National | Mental Health

Legend encourages businesses to ‘shut down for an hour’ in support of mental health

Two-time Olympic shotput gold medallist Dame Valerie Adams is teaming up with Snap Fitness and mental health charity I Am Hope to launch the Happy Hour Initiative she says will help boost staff morale and business productivity.

The idea is for company boardrooms, worksites, studios and offices to shut down for an hour a day and allow employees and staff to “fill their cup”.

“Do what they need to do to feel somewhat normal, to be able to regenerate, to be more productive in the business. I think we acknowledge that it is needed, especially in today’s society.”

A survey by Southern Cross Insurance and Business New Zealand found that in 2020 64 % of organisations reported increased stress levels among staff, with Covid-19 a significant contributor, while the 2023 Umbrella Wellbeing Report found 43 per cent of workers have to neglect some work tasks because of an increased workload.

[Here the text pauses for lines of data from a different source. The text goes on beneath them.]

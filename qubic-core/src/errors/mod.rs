//! The single error surface shared by every QubicDB crate.

/// All error kinds the system can surface to a caller.
#[derive(Debug, thiserror::Error)]
pub enum QubicError {
    #[error("not found: {what}")]
    NotFound { what: String },

    #[error("invalid input: {reason}")]
    InvalidInput { reason: String },

    #[error("content too large: {size} bytes exceeds limit of {limit}")]
    ContentTooLarge { size: usize, limit: usize },

    #[error("matrix full: capacity {capacity} neurons reached")]
    MatrixFull { capacity: usize },

    #[error("duplicate content: already stored as neuron {existing_id}")]
    DuplicateContent { existing_id: String },

    #[error("self link rejected for neuron {neuron_id}")]
    SelfLink { neuron_id: String },

    #[error("persist failed: {reason}")]
    PersistFailed { reason: String },

    #[error("load failed: {reason}")]
    LoadFailed { reason: String },

    #[error("brain {index_id} is sleeping")]
    BrainSleeping { index_id: String },

    #[error("conflict: {reason}")]
    Conflict { reason: String },

    #[error("uuid not registered: {uuid}")]
    UuidNotRegistered { uuid: String },

    #[error("operation canceled")]
    Canceled,
}

impl QubicError {
    /// A `NotFound` for the given entity description.
    pub fn not_found(what: impl Into<String>) -> Self {
        Self::NotFound { what: what.into() }
    }

    /// An `InvalidInput` with the given reason.
    pub fn invalid(reason: impl Into<String>) -> Self {
        Self::InvalidInput {
            reason: reason.into(),
        }
    }

    /// A `PersistFailed` wrapping any displayable cause.
    pub fn persist(cause: impl std::fmt::Display) -> Self {
        Self::PersistFailed {
            reason: cause.to_string(),
        }
    }

    /// A `LoadFailed` wrapping any displayable cause.
    pub fn load(cause: impl std::fmt::Display) -> Self {
        Self::LoadFailed {
            reason: cause.to_string(),
        }
    }

    /// A `Conflict` with the given reason.
    pub fn conflict(reason: impl Into<String>) -> Self {
        Self::Conflict {
            reason: reason.into(),
        }
    }
}

pub type QubicResult<T> = Result<T, QubicError>;
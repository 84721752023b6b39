//! # qubic-store
//!
//! Crash-consistent persistence for matrices. One codec frame per tenant
//! under `data/`, a CRC-framed write-ahead log, and a versioned
//! manifest/checkpoint chain pointing at the snapshot index.

mod fs_util;
mod integrity;
mod manifest;
mod store;
mod wal;

pub use integrity::IntegrityReport;
pub use manifest::ManifestRecord;
pub use store::NeuroStore;
pub use wal::{ReplayOutcome, Wal, WalOp, WalRecord};
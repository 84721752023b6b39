use serde::{Deserialize, Serialize};

use crate::constants;

/// Worker pool configuration.
#[derive(Debug, Clone, Serialize, Deserialize)]
#[serde(default)]
pub struct PoolConfig {
    /// Workers idle longer than this are evicted (persist + drop).
    pub max_idle_ms: u64,
    /// Eviction loop tick.
    pub eviction_tick_ms: u64,
    /// Neuron capacity applied to newly created matrices.
    pub max_neurons: usize,
    /// Maximum content size accepted by Write, in bytes.
    pub content_limit: usize,
    /// Per-worker operation queue capacity.
    pub queue_capacity: usize,
    /// Lexical/embedding blend factor for search.
    pub search_alpha: f64,
}

impl Default for PoolConfig {
    fn default() -> Self {
        Self {
            max_idle_ms: 30 * 60 * 1000,
            eviction_tick_ms: 60 * 1000,
            max_neurons: constants::DEFAULT_MAX_NEURONS,
            content_limit: constants::DEFAULT_CONTENT_LIMIT,
            queue_capacity: constants::DEFAULT_QUEUE_CAPACITY,
            search_alpha: constants::DEFAULT_SEARCH_ALPHA,
        }
    }
}
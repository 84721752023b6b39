use serde::{Deserialize, Serialize};

/// Lifecycle manager thresholds and sampling windows.
#[derive(Debug, Clone, Serialize, Deserialize)]
#[serde(default)]
pub struct LifecycleConfig {
    /// Quiet time before Active demotes to Idle.
    pub idle_threshold_ms: u64,
    /// Quiet time before Idle demotes to Sleeping.
    pub sleep_threshold_ms: u64,
    /// Quiet time before Sleeping demotes to Dormant.
    pub dormant_threshold_ms: u64,
    /// Background monitor tick.
    pub check_interval_ms: u64,
    /// Activity samples older than this are evicted.
    pub buffer_window_ms: u64,
    /// Sparseness sampling window.
    pub sparseness_window_ms: u64,
    /// Fewer ops than this inside the window means sparse.
    pub sparseness_min_ops: usize,
}

impl Default for LifecycleConfig {
    fn default() -> Self {
        Self {
            idle_threshold_ms: 5 * 60 * 1000,
            sleep_threshold_ms: 30 * 60 * 1000,
            dormant_threshold_ms: 2 * 60 * 60 * 1000,
            check_interval_ms: 30 * 1000,
            buffer_window_ms: 5 * 60 * 1000,
            sparseness_window_ms: 30 * 1000,
            sparseness_min_ops: 3,
        }
    }
}
//! Worker loop semantics: operation handling, dedup, maintenance ops,
//! shutdown and cancellation.

use chrono::{Duration, Utc};

use qubic_brain::{AddNeuron, BrainWorker, ListNeurons, OpOutput, Operation, SearchRequest, UpdateNeuron};
use qubic_core::config::HebbianConfig;
use qubic_core::model::Matrix;
use qubic_core::QubicError;

fn spawn_worker(tenant: &str) -> std::sync::Arc<BrainWorker> {
    BrainWorker::spawn(Matrix::new(tenant), HebbianConfig::default(), 64)
}

async fn write(worker: &BrainWorker, content: &str) -> qubic_brain::NeuronView {
    match worker
        .submit(Operation::Write(AddNeuron {
            content: content.to_string(),
            ..AddNeuron::default()
        }))
        .await
        .unwrap()
    {
        OpOutput::Neuron(v) => v,
        other => panic!("unexpected output: {other:?}"),
    }
}

#[tokio::test]
async fn write_then_read() {
    let worker = spawn_worker("t");
    let view = write(&worker, "hello brain").await;
    assert_eq!(view.content, "hello brain");
    assert!(!view.position.is_empty());
    assert!(view.position.iter().all(|v| (-1.0..=1.0).contains(v)));

    match worker
        .submit(Operation::Read { id: view.id.clone() })
        .await
        .unwrap()
    {
        OpOutput::Neuron(read_back) => {
            assert_eq!(read_back.id, view.id);
            // Read fires the neuron.
            assert!(read_back.access_count > view.access_count);
        }
        other => panic!("unexpected output: {other:?}"),
    }
}

#[tokio::test]
async fn empty_and_oversized_content_are_rejected() {
    let worker = spawn_worker("t");
    let err = worker
        .submit(Operation::Write(AddNeuron {
            content: "   ".to_string(),
            ..AddNeuron::default()
        }))
        .await
        .unwrap_err();
    assert!(matches!(err, QubicError::InvalidInput { .. }));

    worker.set_content_limit(16);
    let err = worker
        .submit(Operation::Write(AddNeuron {
            content: "x".repeat(64),
            ..AddNeuron::default()
        }))
        .await
        .unwrap_err();
    assert!(matches!(err, QubicError::ContentTooLarge { limit: 16, .. }));
}

#[tokio::test]
async fn duplicate_content_returns_the_existing_neuron() {
    let worker = spawn_worker("t");
    let first = write(&worker, "the exact same thought").await;
    let second = write(&worker, "the exact same thought").await;
    assert_eq!(first.id, second.id);
    // The duplicate write fired the neuron instead of erroring.
    assert!(second.access_count > first.access_count);
    assert_eq!(worker.stats().neuron_count, 1);
}

#[tokio::test]
async fn child_is_placed_near_its_parent() {
    let worker = spawn_worker("t");
    let parent = write(&worker, "parent thought").await;
    let child = match worker
        .submit(Operation::Write(AddNeuron {
            content: "child thought".to_string(),
            parent_id: Some(parent.id.clone()),
            ..AddNeuron::default()
        }))
        .await
        .unwrap()
    {
        OpOutput::Neuron(v) => v,
        other => panic!("unexpected output: {other:?}"),
    };
    let dist: f64 = parent
        .position
        .iter()
        .zip(&child.position)
        .map(|(a, b)| (a - b).powi(2))
        .sum::<f64>()
        .sqrt();
    assert!(dist < 0.5, "child jitter stays near the parent");

    let err = worker
        .submit(Operation::Write(AddNeuron {
            content: "orphan".to_string(),
            parent_id: Some("no-such-parent".to_string()),
            ..AddNeuron::default()
        }))
        .await
        .unwrap_err();
    assert!(matches!(err, QubicError::NotFound { .. }));
}

#[tokio::test]
async fn touch_updates_content_and_hash() {
    let worker = spawn_worker("t");
    let view = write(&worker, "draft").await;
    match worker
        .submit(Operation::Touch(UpdateNeuron {
            id: view.id.clone(),
            content: "final".to_string(),
        }))
        .await
        .unwrap()
    {
        OpOutput::Neuron(updated) => {
            assert_eq!(updated.content, "final");
            assert_ne!(updated.content_hash, view.content_hash);
        }
        other => panic!("unexpected output: {other:?}"),
    }
}

#[tokio::test]
async fn forget_removes_the_neuron() {
    let worker = spawn_worker("t");
    let view = write(&worker, "fleeting").await;
    worker
        .submit(Operation::Forget { id: view.id.clone() })
        .await
        .unwrap();
    let err = worker
        .submit(Operation::Read { id: view.id })
        .await
        .unwrap_err();
    assert!(matches!(err, QubicError::NotFound { .. }));
}

#[tokio::test]
async fn recall_paginates_and_filters_by_depth() {
    let worker = spawn_worker("t");
    for i in 0..5 {
        write(&worker, &format!("memory {i}")).await;
    }
    // Promote one neuron to depth 2 directly through the matrix handle.
    let matrix = worker.matrix();
    let deep_id = {
        let m = matrix.read();
        let (id, handle) = m.neuron_handles().into_iter().next().unwrap();
        handle.write().depth = 2;
        id
    };

    match worker
        .submit(Operation::Recall(ListNeurons {
            offset: 0,
            limit: 3,
            min_depth: None,
        }))
        .await
        .unwrap()
    {
        OpOutput::Neurons(views) => assert_eq!(views.len(), 3),
        other => panic!("unexpected output: {other:?}"),
    }

    match worker
        .submit(Operation::Recall(ListNeurons {
            offset: 0,
            limit: 10,
            min_depth: Some(1),
        }))
        .await
        .unwrap()
    {
        OpOutput::Neurons(views) => {
            assert_eq!(views.len(), 1);
            assert_eq!(views[0].id, deep_id);
        }
        other => panic!("unexpected output: {other:?}"),
    }
}

#[tokio::test]
async fn search_spreads_over_strong_links() {
    let worker = spawn_worker("t");
    let hit = write(&worker, "rust async runtimes").await;
    let linked = write(&worker, "green threads and executors").await;
    write(&worker, "completely unrelated gardening").await;

    // Wire a strong synapse by hand; link_threshold defaults to 0.3.
    {
        let matrix = worker.matrix();
        let mut m = matrix.write();
        m.insert_synapse(qubic_core::model::Synapse::new(
            hit.id.clone(),
            linked.id.clone(),
            0.9,
        ))
        .unwrap();
    }

    let shallow = match worker
        .submit(Operation::Search(SearchRequest {
            depth: 0,
            ..SearchRequest::simple("rust async")
        }))
        .await
        .unwrap()
    {
        OpOutput::Hits(hits) => hits,
        other => panic!("unexpected output: {other:?}"),
    };
    assert!(shallow.iter().all(|h| h.neuron.id != linked.id));

    let deep = match worker
        .submit(Operation::Search(SearchRequest {
            depth: 1,
            ..SearchRequest::simple("rust async")
        }))
        .await
        .unwrap()
    {
        OpOutput::Hits(hits) => hits,
        other => panic!("unexpected output: {other:?}"),
    };
    let spread = deep.iter().find(|h| h.neuron.id == linked.id);
    assert!(spread.is_some(), "depth 1 reaches the linked neuron");
    assert_eq!(spread.unwrap().hops, 1);
}

#[tokio::test]
async fn strict_tag_filter_excludes_non_matches() {
    let worker = spawn_worker("t");
    worker
        .submit(Operation::Write(AddNeuron {
            content: "rust memory tricks".to_string(),
            tags: vec!["work".to_string()],
            ..AddNeuron::default()
        }))
        .await
        .unwrap();
    write(&worker, "rust memory safety").await;

    let hits = match worker
        .submit(Operation::Search(SearchRequest {
            tags: vec!["work".to_string()],
            strict: true,
            ..SearchRequest::simple("rust memory")
        }))
        .await
        .unwrap()
    {
        OpOutput::Hits(hits) => hits,
        other => panic!("unexpected output: {other:?}"),
    };
    assert_eq!(hits.len(), 1);
    assert!(hits[0].neuron.tags.contains(&"work".to_string()));
}

#[tokio::test]
async fn consolidate_promotes_cooled_frequently_accessed_neurons() {
    let worker = spawn_worker("t");
    let view = write(&worker, "important old memory").await;
    {
        let matrix = worker.matrix();
        let m = matrix.read();
        let handle = m.neuron(&view.id).unwrap();
        let mut n = handle.write();
        n.access_count = 10;
        n.created_at = Utc::now() - Duration::days(2);
        n.energy = 0.3;
    }

    match worker.submit(Operation::Consolidate).await.unwrap() {
        OpOutput::Count(promoted) => assert_eq!(promoted, 1),
        other => panic!("unexpected output: {other:?}"),
    }
    let matrix = worker.matrix();
    let m = matrix.read();
    assert_eq!(m.neuron(&view.id).unwrap().read().depth, 1);
    assert!(m.version > 0);
}

#[tokio::test]
async fn prune_removes_dormant_neurons() {
    let worker = spawn_worker("t");
    let doomed = write(&worker, "fading away").await;
    let kept = write(&worker, "still bright").await;
    {
        let matrix = worker.matrix();
        let m = matrix.read();
        let handle = m.neuron(&doomed.id).unwrap();
        let mut n = handle.write();
        n.energy = 0.005;
        n.base_energy = 0.0;
    }

    match worker.submit(Operation::Prune).await.unwrap() {
        OpOutput::Count(removed) => assert_eq!(removed, 1),
        other => panic!("unexpected output: {other:?}"),
    }
    assert_eq!(worker.stats().neuron_count, 1);
    let err = worker
        .submit(Operation::Read { id: doomed.id })
        .await
        .unwrap_err();
    assert!(matches!(err, QubicError::NotFound { .. }));
    assert!(worker
        .submit(Operation::Read { id: kept.id })
        .await
        .is_ok());
}

#[tokio::test]
async fn decay_runs_and_reports_pruned_synapses() {
    let worker = spawn_worker("t");
    write(&worker, "anything").await;
    match worker.submit(Operation::Decay).await.unwrap() {
        OpOutput::Count(_) => {}
        other => panic!("unexpected output: {other:?}"),
    }
}

#[tokio::test]
async fn stats_reflect_the_matrix() {
    let worker = spawn_worker("stats-tenant");
    write(&worker, "one").await;
    write(&worker, "two").await;

    match worker.submit(Operation::GetStats).await.unwrap() {
        OpOutput::Stats(stats) => {
            assert_eq!(stats.index_id, "stats-tenant");
            assert_eq!(stats.neuron_count, 2);
            assert!(stats.total_energy > 0.0);
            assert!(stats.total_activations >= 2);
        }
        other => panic!("unexpected output: {other:?}"),
    }
}

#[tokio::test]
async fn operations_are_handled_in_submission_order() {
    let worker = spawn_worker("t");
    let view = write(&worker, "v0").await;
    for i in 1..=20 {
        worker
            .submit(Operation::Touch(UpdateNeuron {
                id: view.id.clone(),
                content: format!("v{i}"),
            }))
            .await
            .unwrap();
    }
    match worker
        .submit(Operation::Read { id: view.id })
        .await
        .unwrap()
    {
        OpOutput::Neuron(v) => assert_eq!(v.content, "v20"),
        other => panic!("unexpected output: {other:?}"),
    }
}

#[tokio::test]
async fn submit_after_stop_is_canceled() {
    let worker = spawn_worker("t");
    write(&worker, "before stop").await;
    worker.stop().await;

    let err = worker
        .submit(Operation::Read {
            id: "whatever".to_string(),
        })
        .await
        .unwrap_err();
    assert!(matches!(err, QubicError::Canceled));
    assert!(!worker.submit_async(Operation::Decay));
}

#[tokio::test]
async fn shutdown_operation_stops_the_loop() {
    let worker = spawn_worker("t");
    write(&worker, "pre-shutdown").await;
    worker.submit(Operation::Shutdown).await.unwrap();

    // Give the loop a beat to exit, then further submits are canceled.
    tokio::time::sleep(std::time::Duration::from_millis(20)).await;
    let err = worker.submit(Operation::GetStats).await.unwrap_err();
    assert!(matches!(err, QubicError::Canceled));
}
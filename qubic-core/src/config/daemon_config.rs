use serde::{Deserialize, Serialize};

/// Initial intervals for the five maintenance loops. All of them are
/// runtime-mutable on the daemon manager afterwards.
#[derive(Debug, Clone, Serialize, Deserialize)]
#[serde(default)]
pub struct DaemonConfig {
    pub decay_interval_ms: u64,
    pub consolidate_interval_ms: u64,
    pub prune_interval_ms: u64,
    pub persist_interval_ms: u64,
    pub reorg_interval_ms: u64,
}

impl Default for DaemonConfig {
    fn default() -> Self {
        Self {
            decay_interval_ms: 60 * 1000,
            consolidate_interval_ms: 5 * 60 * 1000,
            prune_interval_ms: 10 * 60 * 1000,
            persist_interval_ms: 30 * 1000,
            reorg_interval_ms: 15 * 60 * 1000,
        }
    }
}
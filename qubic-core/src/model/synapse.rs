use chrono::{DateTime, Utc};
use serde::{Deserialize, Serialize};

use crate::constants::ALIVE_WEIGHT_THRESHOLD;

/// A weighted bidirectional link between two neurons. Strengthens when its
/// endpoints co-fire, decays with disuse.
#[derive(Debug, Clone, Serialize, Deserialize, PartialEq)]
pub struct Synapse {
    /// `from:to` concatenation; the unordered pair is unique regardless of
    /// orientation.
    pub id: String,
    pub from_id: String,
    pub to_id: String,
    /// Link weight, clamped to [0,1].
    pub weight: f64,
    /// Monotonic co-fire counter.
    pub co_fire_count: u64,
    pub last_co_fire: DateTime<Utc>,
    /// Always true for links formed by the built-in engine.
    pub bidirectional: bool,
    pub created_at: DateTime<Utc>,
    /// Last decay tick. Absent in frames written before the field existed;
    /// decode falls back to `last_co_fire`.
    #[serde(default)]
    pub last_decay_at: Option<DateTime<Utc>>,
}

impl Synapse {
    /// Create a new synapse with the given initial weight.
    pub fn new(from_id: impl Into<String>, to_id: impl Into<String>, weight: f64) -> Self {
        let from_id = from_id.into();
        let to_id = to_id.into();
        let now = Utc::now();
        Self {
            id: synapse_id(&from_id, &to_id),
            from_id,
            to_id,
            weight: weight.clamp(0.0, 1.0),
            co_fire_count: 0,
            last_co_fire: now,
            bidirectional: true,
            created_at: now,
            last_decay_at: Some(now),
        }
    }

    /// Strengthen asymptotically toward 1.0. Returns the applied delta.
    pub fn strengthen(&mut self, learning_rate: f64, now: DateTime<Utc>) -> f64 {
        let delta = learning_rate * (1.0 - self.weight);
        self.weight = (self.weight + delta).clamp(0.0, 1.0);
        self.co_fire_count += 1;
        self.last_co_fire = now;
        delta
    }

    /// Time-proportional weight decay, measured from the synapse's own last
    /// decay tick so repeated sweeps do not compound.
    pub fn decay(&mut self, rate_per_hour: f64, now: DateTime<Utc>) {
        let reference = self.last_decay_at.unwrap_or(self.last_co_fire);
        let hours = (now - reference).num_milliseconds() as f64 / 3_600_000.0;
        if hours > 0.0 {
            self.weight = (self.weight - rate_per_hour * hours).clamp(0.0, 1.0);
        }
        self.last_decay_at = Some(now);
    }

    /// A synapse below the alive threshold is dead and eligible for pruning.
    pub fn is_alive(&self) -> bool {
        self.weight >= ALIVE_WEIGHT_THRESHOLD
    }

    /// True if this synapse joins the given pair, in either orientation.
    pub fn joins(&self, a: &str, b: &str) -> bool {
        (self.from_id == a && self.to_id == b) || (self.from_id == b && self.to_id == a)
    }
}

/// Canonical synapse id for an ordered endpoint pair.
pub fn synapse_id(from: &str, to: &str) -> String {
    format!("{from}:{to}")
}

Adams says businesses have a responsibility to help decrease the stress levels of employees, and is hoping the conversation started by Snap Fitness and I Am Hope can encourage managers and business owners to take on the challenge.

“They can give you better productivity, they can give you the best of themselves. One hour is just an hour but an hour less at work and an hour more for them and we’ll give you the benefits at the end of the day.

Taking a break ‘important’

“It is a challenge and I get it, money loss, et cetera, et cetera. But you’re not getting the best out of people if we just continue to keep hammering them day in, day out.”

Understanding the importance of taking a mental break to increase physical productivity has come after more than two decades at the highest levels of professional sport for Dame Valerie.

“I’m totally not an expert in this area. But it’s one I have suffered from myself and knowing the importance, it is to be able to give yourself time.

“For me, it’s about training physically. I’ve trained for over 25 years professionally as my job, where now I do it for my mental health. I do it to be able to function on a day-to-day basis.

“Yes, everybody’s busy, I’m a busy māmā too, and life gets in the way. But it’s just a matter of making time because it is important. If you’re not well, you’re not able to give your best to others.”

After retiring from competition last year and stepping away from an environment of private gyms where psychologists and therapists are on hand, Dame Valerie described being a bit whakamā (shy, embarrassed) using public gyms, like Snap Fitness, to keep training.

‘Found my mojo

“All of a sudden, I didn’t want to do those big lifts, I just wanted to look like everybody else. Now I’ve kind of found my mojo, it’s an amazing place to be. But I recognise myself that if I don’t give myself that time, I can’t be the best mother for my children, I can’t be the best person for me.

“And that’s hard, don’t get me wrong. It’s hard!

And some of those days when I just actually can’t be bothered, I don’t do it. I just know I need the rest and I pick it up again the next day.”

With Mental Health Awareness Month coming to an end, and I Am Hope’s annual fundraiser, Gumboot Friday taking place this week, Dame Valerie is also encouraging Māori and Polynesian people to keep reaching out for help when it’s needed.

“When you do need help, it’s not a weakness, it’s actually a strength, being able to acknowledge it and get the help that is needed.”